We may be able to differentiate nodes by using multiple segmentation criteria, e.g PID+Time but in this case, we may need values for segmentation criteria to be available for all nodes of interest. It would seem, at this point, that the Time property is not available for all Subject nodes.
jamescheney
commented
8 years ago Sorry, yes, I forgot about the PID recycling issue. There's no reason why PID + PPID (or + UNITID) would be unique either. I think there is a UUID field that isn't currently being populated, at least in the above example. In the above examples, it looks like the multiple processes sharing PIDs are actually different records corresponding to the same process. e.g. 2622 has one node with startedAtTime but no commandLine, and another with commandLine but no startedAtTime; 2633 is similar but also has a second node with a different commandLine (but identical suffix), so maybe we (or the ingester) should be fusing the three instead of generating multiple records. It would be good to see what the underlying avro records generating this data are and understand what the ingester is doing with them, so I'm assigning to Tom for comment.
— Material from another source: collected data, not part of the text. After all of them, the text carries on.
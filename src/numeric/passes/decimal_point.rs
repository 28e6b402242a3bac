//! Decimal-point placement
//!
//! Encoded mantissas carry exactly one `\.`, directly after the first
//! significant digit, wherever the author's decimal point sat. This pass
//! strips the written points from each mantissa and inserts the encoding's
//! point after the first real element, splitting a quantified first
//! element into one copy, the point, and a diminished-quantifier copy so
//! the element may keep repeating across the boundary. The point turns
//! optional (`\.?`) whenever everything behind it may be empty; a
//! min-zero first element wraps in an optional group with a fallback
//! optional point after the following element. Consolidated zero
//! constructs, sole single characters and leading wildcards need no point
//! at all.

use crate::numeric::analysis::{only_matches_zero, profile};
use crate::numeric::ast::{map_branches, repetition, units, Node, Unit};
use crate::numeric::error::PatternError;

/// Inserts the encoding decimal point into every encoded branch.
pub fn place_decimal_points(root: &Node) -> Result<Node, PatternError> {
    map_branches(root, &mut |branch| {
        let children = match branch {
            [Node::EncodedPattern(children)] => children,
            _ => return Ok(vec![branch.to_vec()]),
        };
        let mantissa = units(&children[3..]);
        let mut out = children[..3].to_vec();
        // an inverted mantissa is an alternation of permutations; place
        // the point in each permutation independently
        if let [u] = mantissa.as_slice() {
            if u.quant.is_none() {
                if let Node::Group(group_children) = &u.node {
                    if let [Node::Alternation(alts)] = group_children.as_slice() {
                        let placed = alts
                            .iter()
                            .map(|b| match b {
                                Node::Expression(c) => {
                                    Node::Expression(place_units(units(c), false))
                                }
                                other => other.clone(),
                            })
                            .collect();
                        out.push(Node::Group(vec![Node::Alternation(placed)]));
                        return Ok(vec![vec![Node::EncodedPattern(out)]]);
                    }
                }
            }
        }
        out.extend(place_units(mantissa, false));
        Ok(vec![vec![Node::EncodedPattern(out)]])
    })
}

fn place_units(mantissa: Vec<Unit>, force_optional: bool) -> Vec<Node> {
    // the author's decimal points are gone from the stored form
    let mantissa: Vec<Unit> = mantissa
        .into_iter()
        .filter(|u| !matches!(u.node, Node::EscapedSingleChar('.')))
        .collect();
    // consolidated zero constructs never hold the first stored digit
    let mut out: Vec<Node> = Vec::new();
    let mut start = 0;
    while start < mantissa.len() && only_matches_zero(&mantissa[start].node) {
        out.extend(mantissa[start].nodes());
        start += 1;
    }
    let rest = &mantissa[start..];
    match rest {
        [] => return out,
        // a sole unquantified element is a one-digit mantissa
        [u] if u.quant.is_none() => {
            out.extend(u.nodes());
            return out;
        }
        _ => {}
    }
    let first = &rest[0];
    // an element that can match the point needs no inserted one
    if profile(&first.node).point {
        for u in rest {
            out.extend(u.nodes());
        }
        return out;
    }
    let tail = &rest[1..];
    let tail_min: u32 = tail.iter().map(|u| u.min()).sum();
    // an optional group wrapping one quantified element, as the widening
    // rewrite emits for `{x,y}` counts; its interior must keep repeating
    // across the point
    if let (Node::Group(group_children), Some(Node::Optional)) = (&first.node, &first.quant) {
        if let [Node::Expression(inner_children)] = group_children.as_slice() {
            if let [iu] = units(inner_children).as_slice() {
                if iu.quant.is_some() && !profile(&iu.node).point {
                    let mut inner = vec![iu.node.clone()];
                    inner.extend(point(true));
                    inner.extend(diminished(&iu.node, iu.min().saturating_sub(1), iu.max()));
                    out.push(Node::Group(vec![Node::Expression(inner)]));
                    out.push(Node::Optional);
                    out.extend(place_units(tail.to_vec(), true));
                    return out;
                }
            }
        }
    }
    match (first.min(), first.max()) {
        (1, Some(1)) => {
            out.push(first.node.clone());
            out.extend(point(force_optional || tail_min == 0));
            for u in tail {
                out.extend(u.nodes());
            }
        }
        (0, max) => {
            // the whole leading element may be absent; wrap it with an
            // interior point and fall back to a point after the next
            // element
            let mut inner = vec![first.node.clone()];
            inner.extend(point(true));
            inner.extend(diminished(&first.node, 0, max));
            out.push(Node::Group(vec![Node::Expression(inner)]));
            out.push(Node::Optional);
            out.extend(place_units(tail.to_vec(), true));
        }
        (min, max) => {
            out.push(first.node.clone());
            let after_min = (min - 1) + tail_min;
            out.extend(point(force_optional || after_min == 0));
            out.extend(diminished(&first.node, min - 1, max));
            for u in tail {
                out.extend(u.nodes());
            }
        }
    }
    out
}

/// The diminished copy of a quantified element emitted after the point.
fn diminished(node: &Node, min: u32, max: Option<u32>) -> Vec<Node> {
    match max {
        None => {
            let quant = if min == 0 {
                Node::ZeroOrMore
            } else if min == 1 {
                Node::OneOrMore
            } else {
                repetition(min, None)
            };
            vec![node.clone(), quant]
        }
        Some(m) if m <= 1 => Vec::new(),
        Some(m) => vec![node.clone(), repetition(min, Some(m - 1))],
    }
}

fn point(optional: bool) -> Vec<Node> {
    let mut out = vec![Node::EscapedSingleChar('.')];
    if optional {
        out.push(Node::Optional);
    }
    out
}
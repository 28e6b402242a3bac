//! Mantissa zero consolidation
//!
//! The encoder physically strips runs of leading and trailing zeros from a
//! mantissa, so a pattern written against the original digits would miss
//! the stored form. Walking the mantissa from both ends:
//!
//! - a maximal run of elements that can only match `0` collapses into an
//!   optional zero construct (`0?`, `0{0,n}`, `0*`, `(0{m,n})?`)
//! - one element per side that can match `0` among other digits has its
//!   quantifier widened to permit zero occurrences (`{x}` to `{0,x}`,
//!   `{x,y}` to a `?`-wrapped group, `+` to `*`, a bare element gains `?`)
//!
//! Each walk stops at the first element confirmed to match something other
//! than only-zero, since later zeros are interior digits the encoder keeps.

use serde::Serialize;

use crate::numeric::analysis::{can_match_zero, only_matches_zero};
use crate::numeric::ast::{map_branches, repetition, splice, units, Node, Unit};
use crate::numeric::error::PatternError;

/// Zero-ambiguity classification of a pattern branch.
#[derive(Debug, Clone, Copy, PartialEq, Eq, Serialize)]
pub enum ZeroRegexStatus {
    None,
    Leading,
    Trailing,
}

/// Rewrites the mantissa of every encoded branch for stripped zeros.
pub fn consolidate_zeros(root: &Node) -> Result<Node, PatternError> {
    map_branches(root, &mut |branch| {
        let children = match branch {
            [Node::EncodedPattern(children)] => children,
            _ => return Ok(vec![branch.to_vec()]),
        };
        let mantissa = units(&children[3..]);
        let rebuilt = consolidate_units(mantissa);
        let mut out = children[..3].to_vec();
        out.extend(splice(&rebuilt));
        Ok(vec![vec![Node::EncodedPattern(out)]])
    })
}

/// Classifies where a branch is ambiguous against stripped zeros. When
/// both edges are ambiguous the leading side wins.
pub fn zero_status_of(branch: &[Node]) -> ZeroRegexStatus {
    let us = units(branch);
    let digit_units: Vec<&Unit> = us
        .iter()
        .filter(|u| {
            !matches!(
                u.node,
                Node::SingleChar('-') | Node::EscapedSingleChar('-')
            )
        })
        .collect();
    if let Some(first) = digit_units.first() {
        if can_match_zero(&first.node) {
            return ZeroRegexStatus::Leading;
        }
    }
    if let Some(last) = digit_units.last() {
        if can_match_zero(&last.node) {
            return ZeroRegexStatus::Trailing;
        }
    }
    ZeroRegexStatus::None
}

fn consolidate_units(us: Vec<Unit>) -> Vec<Unit> {
    let len = us.len();
    // leading side
    let mut start = 0;
    let mut head: Vec<Unit> = Vec::new();
    while start < len && only_matches_zero(&us[start].node) {
        start += 1;
    }
    if start > 0 {
        head.push(zero_run(&us[..start]));
    }
    if start < len && can_match_zero(&us[start].node) {
        head.push(widen(us[start].clone()));
        start += 1;
    }
    // trailing side, never crossing what the leading walk consumed
    let mut end = len;
    let mut tail: Vec<Unit> = Vec::new();
    while end > start && only_matches_zero(&us[end - 1].node) {
        end -= 1;
    }
    if end < len {
        tail.push(zero_run(&us[end..]));
    }
    if end > start && can_match_zero(&us[end - 1].node) {
        tail.insert(0, widen(us[end - 1].clone()));
        end -= 1;
    }
    let mut out = head;
    out.extend(us[start..end].iter().cloned());
    out.extend(tail);
    out
}

/// Collapses a zero-only run into a single optional construct covering the
/// run's total occurrence bounds.
fn zero_run(run: &[Unit]) -> Unit {
    let min: u32 = run.iter().map(|u| u.min()).sum();
    let max: Option<u32> = run
        .iter()
        .map(|u| u.max())
        .try_fold(0u32, |acc, m| m.map(|m| acc + m));
    let zero = Node::SingleChar('0');
    match (min, max) {
        (0, None) => Unit::with_quant(zero, Node::ZeroOrMore),
        (0, Some(m)) => Unit::with_quant(zero, repetition(0, Some(m))),
        (1, Some(1)) => Unit::with_quant(zero, Node::Optional),
        (1, None) => optional_group(vec![zero, Node::OneOrMore]),
        (m, None) => optional_group(vec![zero, repetition(m, None)]),
        (m, Some(x)) => optional_group(vec![zero, repetition(m, Some(x))]),
    }
}

/// Widens a zero-capable element's quantifier to permit zero occurrences.
fn widen(u: Unit) -> Unit {
    match &u.quant {
        None => Unit::with_quant(u.node, Node::Optional),
        Some(Node::Optional) | Some(Node::ZeroOrMore) => u,
        Some(Node::OneOrMore) => Unit {
            node: u.node,
            quant: Some(Node::ZeroOrMore),
            lazy: u.lazy,
        },
        Some(Node::Repetition(count)) => match count.as_ref() {
            Node::Integer(n) => Unit {
                node: u.node,
                quant: Some(repetition(0, Some(*n))),
                lazy: u.lazy,
            },
            Node::IntegerRange { start: 0, .. } => u,
            Node::IntegerRange { .. } => {
                let quant = u.quant.clone().unwrap();
                optional_group(vec![u.node, quant])
            }
            _ => u,
        },
        Some(_) => u,
    }
}

fn optional_group(children: Vec<Node>) -> Unit {
    Unit::with_quant(
        Node::Group(vec![Node::Expression(children)]),
        Node::Optional,
    )
}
I will try to find someone to ask about this at the PI meeting, but it seems that we may have to live with no uniqueness guarantees in any case.
TomMD
commented
8 years ago @jamescheney Am I understanding correctly that you would like to see the Avro version of nodes with the PID 2622 from ta5attack1_units?
jamescheney
commented
8 years ago That would be helpful, if it is not a lot of work. Any insights you have into the other comments above would also be helpful, but I know you have other things to do.
jhanley634
commented
8 years ago As a matter of personal preference, I liked the 2015 SPADE records; they recorded raw syscalls, decorated with process environment attributes like uid, cwd, etc. The CDM13 trace makes you work harder to learn the same details.
The Monitored Host guarantees pid uniqueness at any instant, but not over the course of an hour. As a practical matter, a linux Monitored Host won't be able to burn through 33,000 fork events in less than two minutes. The current trace has only a small number of fork events - no rollover occurred. (A FreeBSD trace can recycle a PID over a shorter interval since it uses random bits for each new PID, then probes the process table for uniqueness.)
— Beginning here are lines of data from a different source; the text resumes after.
//! Numeric pattern compilation
//!
//! Translates a restricted regex dialect over decimal numbers into an
//! equivalent regex over the order-preserving encoded form those numbers
//! are stored under (sign marker, magnitude bin letter, `E` separator,
//! trimmed mantissa digits).
//!
//! ## Modules
//!
//! - `lexer` / `parser` - pattern text to node tree
//! - `ast` - the node variants and traversal contracts
//! - `analysis` - element-level reasoning shared by the passes
//! - `passes` - the ordered tree rewrites
//! - `encoding` - the numeric encode/decode primitive and bin letters
//! - `render` - node tree back to pattern text
//! - `pipeline` - the public entry points
//! - `testing` - factories for building trees in tests

pub mod analysis;
pub mod ast;
pub mod encoding;
pub mod error;
pub mod lexer;
pub mod parser;
pub mod passes;
pub mod pipeline;
pub mod render;
pub mod testing;

pub use error::PatternError;
pub use passes::ZeroRegexStatus;
pub use pipeline::{encode_regex, zero_regex_status, EncoderConfig, RegexEncoder};
//! Tree traversal contracts shared by the rewrite passes
//!
//! Two traversals cover every pass in the pipeline:
//!
//! - [`Rewriter`] has one method per node variant, each defaulting to a
//!   deep copy of that variant with rewritten children. A pass overrides
//!   only the variants it changes and inherits the copy behavior for the
//!   rest. The input tree is never mutated; every traversal produces a
//!   freshly owned tree.
//! - [`map_branches`] applies a transform once per alternation branch (or
//!   once to the whole tree when there is no top-level alternation). The
//!   transform returns zero or more replacement branches, which lets a
//!   single branch expand into variants or disappear. Results are merged
//!   back, nested alternations flattened and a singleton alternation
//!   collapsed.

use crate::numeric::ast::node::Node;
use crate::numeric::error::PatternError;

/// Copy-by-default tree rewriter with one operation per node variant.
pub trait Rewriter {
    fn rewrite(&mut self, node: &Node) -> Result<Node, PatternError> {
        match node {
            Node::Expression(c) => self.rewrite_expression(c),
            Node::Alternation(c) => self.rewrite_alternation(c),
            Node::Group(c) => self.rewrite_group(c),
            Node::AnyChar => self.rewrite_any_char(),
            Node::DigitClass => self.rewrite_digit_class(),
            Node::CharClass { negated, items } => self.rewrite_char_class(*negated, items),
            Node::CharRange { start, end } => self.rewrite_char_range(*start, *end),
            Node::SingleChar(c) => self.rewrite_single_char(*c),
            Node::EscapedSingleChar(c) => self.rewrite_escaped_single_char(*c),
            Node::Repetition(count) => self.rewrite_repetition(count),
            Node::Optional => self.rewrite_optional(),
            Node::ZeroOrMore => self.rewrite_zero_or_more(),
            Node::OneOrMore => self.rewrite_one_or_more(),
            Node::Integer(n) => self.rewrite_integer(*n),
            Node::IntegerRange { start, end } => self.rewrite_integer_range(*start, *end),
            Node::StartAnchor => self.rewrite_start_anchor(),
            Node::EndAnchor => self.rewrite_end_anchor(),
            Node::Empty => self.rewrite_empty(),
            Node::EncodedNumber(text) => self.rewrite_encoded_number(text),
            Node::EncodedPattern(c) => self.rewrite_encoded_pattern(c),
        }
    }

    fn rewrite_children(&mut self, children: &[Node]) -> Result<Vec<Node>, PatternError> {
        children.iter().map(|c| self.rewrite(c)).collect()
    }

    fn rewrite_expression(&mut self, children: &[Node]) -> Result<Node, PatternError> {
        Ok(Node::Expression(self.rewrite_children(children)?))
    }

    fn rewrite_alternation(&mut self, children: &[Node]) -> Result<Node, PatternError> {
        Ok(Node::Alternation(self.rewrite_children(children)?))
    }

    fn rewrite_group(&mut self, children: &[Node]) -> Result<Node, PatternError> {
        Ok(Node::Group(self.rewrite_children(children)?))
    }

    fn rewrite_any_char(&mut self) -> Result<Node, PatternError> {
        Ok(Node::AnyChar)
    }

    fn rewrite_digit_class(&mut self) -> Result<Node, PatternError> {
        Ok(Node::DigitClass)
    }

    fn rewrite_char_class(
        &mut self,
        negated: bool,
        items: &[Node],
    ) -> Result<Node, PatternError> {
        Ok(Node::CharClass { negated, items: self.rewrite_children(items)? })
    }

    fn rewrite_char_range(&mut self, start: char, end: char) -> Result<Node, PatternError> {
        Ok(Node::CharRange { start, end })
    }

    fn rewrite_single_char(&mut self, c: char) -> Result<Node, PatternError> {
        Ok(Node::SingleChar(c))
    }

    fn rewrite_escaped_single_char(&mut self, c: char) -> Result<Node, PatternError> {
        Ok(Node::EscapedSingleChar(c))
    }

    fn rewrite_repetition(&mut self, count: &Node) -> Result<Node, PatternError> {
        Ok(Node::Repetition(Box::new(self.rewrite(count)?)))
    }

    fn rewrite_optional(&mut self) -> Result<Node, PatternError> {
        Ok(Node::Optional)
    }

    fn rewrite_zero_or_more(&mut self) -> Result<Node, PatternError> {
        Ok(Node::ZeroOrMore)
    }

    fn rewrite_one_or_more(&mut self) -> Result<Node, PatternError> {
        Ok(Node::OneOrMore)
    }

    fn rewrite_integer(&mut self, n: u32) -> Result<Node, PatternError> {
        Ok(Node::Integer(n))
    }

    fn rewrite_integer_range(
        &mut self,
        start: u32,
        end: Option<u32>,
    ) -> Result<Node, PatternError> {
        Ok(Node::IntegerRange { start, end })
    }

    fn rewrite_start_anchor(&mut self) -> Result<Node, PatternError> {
        Ok(Node::StartAnchor)
    }

    fn rewrite_end_anchor(&mut self) -> Result<Node, PatternError> {
        Ok(Node::EndAnchor)
    }

    fn rewrite_empty(&mut self) -> Result<Node, PatternError> {
        Ok(Node::Empty)
    }

    fn rewrite_encoded_number(&mut self, text: &str) -> Result<Node, PatternError> {
        Ok(Node::EncodedNumber(text.to_string()))
    }

    fn rewrite_encoded_pattern(&mut self, children: &[Node]) -> Result<Node, PatternError> {
        Ok(Node::EncodedPattern(self.rewrite_children(children)?))
    }
}

/// The identity rewriter; produces a deep copy of the tree.
pub struct CopyRewriter;

impl Rewriter for CopyRewriter {}

/// Borrows each top-level branch of the tree.
///
/// The root must be an `Expression`; a single `Alternation` child exposes
/// its branches, anything else is one branch.
pub fn branches(root: &Node) -> Result<Vec<&[Node]>, PatternError> {
    let children = match root {
        Node::Expression(c) => c,
        _ => {
            return Err(PatternError::UnsupportedConstruct(
                "tree root must be an expression".to_string(),
            ))
        }
    };
    if children.len() == 1 {
        if let Node::Alternation(alts) = &children[0] {
            return Ok(alts
                .iter()
                .map(|b| match b {
                    Node::Expression(c) => c.as_slice(),
                    other => std::slice::from_ref(other),
                })
                .collect());
        }
    }
    Ok(vec![children.as_slice()])
}

/// Applies `transform` once per branch and reassembles the tree.
///
/// The transform receives the branch's child list and returns the child
/// lists of its replacement branches: one for a plain rewrite, several for
/// an expansion, none to drop the branch. An error is returned when every
/// branch is dropped.
pub fn map_branches<F>(root: &Node, transform: &mut F) -> Result<Node, PatternError>
where
    F: FnMut(&[Node]) -> Result<Vec<Vec<Node>>, PatternError>,
{
    let mut out: Vec<Node> = Vec::new();
    for branch in branches(root)? {
        for replacement in transform(branch)? {
            if replacement.is_empty() {
                continue;
            }
            // flatten an alternation the transform itself produced
            if replacement.len() == 1 {
                if let Node::Alternation(inner) = &replacement[0] {
                    out.extend(inner.iter().cloned());
                    continue;
                }
            }
            out.push(Node::Expression(replacement));
        }
    }
    match out.len() {
        0 => Err(PatternError::EmptyPattern(
            "every branch of the pattern was dropped".to_string(),
        )),
        1 => Ok(out.into_iter().next().unwrap()),
        _ => Ok(Node::Expression(vec![Node::Alternation(out)])),
    }
}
Look for eventType. One of the 2622 vertices you found is used to report fork (10) and exec (9) events:
gremlin> g.V().has('ident', 'gd+4gsC6mxASmh4Fh9XNaA==').in().valueMap(true) ==>[id:80412776, label:EDGE_EVENT_AFFECTS_SUBJECT, ident:[mN1NZzn1f4bW+7U8oekLEg==]] ==>[id:80527544, label:EDGE_EVENT_ISGENERATEDBY_SUBJECT, ident:[QGaTov3emeLM9l1W+8zb/w==]] gremlin> gremlin> g.V().has('ident', 'gd+4gsC6mxASmh4Fh9XNaA==').in().in().valueMap(true) ==>[sequence:[38098], id:80077040, label:Subject, startedAtTime:[1463797860527000], ident:[0pZAPfzfYRhInWlNSmIkaw==], source:[0], eventType:[10], subjectType:[4], properties:[{event id=38098}]] ==>[sequence:[38100], id:38961216, label:Subject, startedAtTime:[1463797860527000], ident:[pQDuGF9O7cXWSPuPlT3yog==], source:[0], eventType:[9], subjectType:[4], properties:[{event id=38100}]] gremlin>
The other 2622 vertex is used to report a setreuid event, which I imagine CDM13 could most closely model with KERNEL_UNKNOWN (26), or better with Agent as below:
gremlin> g.V().has('ident', 'TrHVh6rQrPmF4iTGq0zhdw==').out().valueMap(true) ==>[id:40075344, label:EDGE_SUBJECT_HASLOCALPRINCIPAL, ident:[OKNmO93M1O7WugT3ndojOg==]] gremlin> gremlin> g.V().has('ident', 'TrHVh6rQrPmF4iTGq0zhdw==').out().out().valueMap(true) ==>[agentType:[0], gid:[1000], id:80416872, label:Agent, ident:[1uJUd0iy7Ltm4lhC36KgUQ==], source:[0], userID:[1000], properties:[{euid=0, egid=1000}]] gremlin>
Cheers,
JHThanks. That makes sense; I guess that the ingester is creating multiple nodes corresponding to multiple records mentioning pid 2622. I need to understand CDM better to determine whether we can unambiguously determine whether such references co-refer; if so, then maybe that is something the ingester could/should be doing; if not, then the segmenter or later phases need some kind of duplicate elimination. This seems suboptimal though, since unambiguous information must be available to the TA1 provider at the time of recording. I will try to find time to do a trawl through the ingester code so that I can ask Tom/Erin more intelligent stupid questions.
TomMD
commented
8 years ago I am not optimistic it's valuable to build what is basically Avro knife as a one-off tool for internal use. We can either learn Avro Knife or perhaps we can make the ingester (via an additional flag) include the binary or JSON version of the original CDM as an attribute on each node. Thoughts?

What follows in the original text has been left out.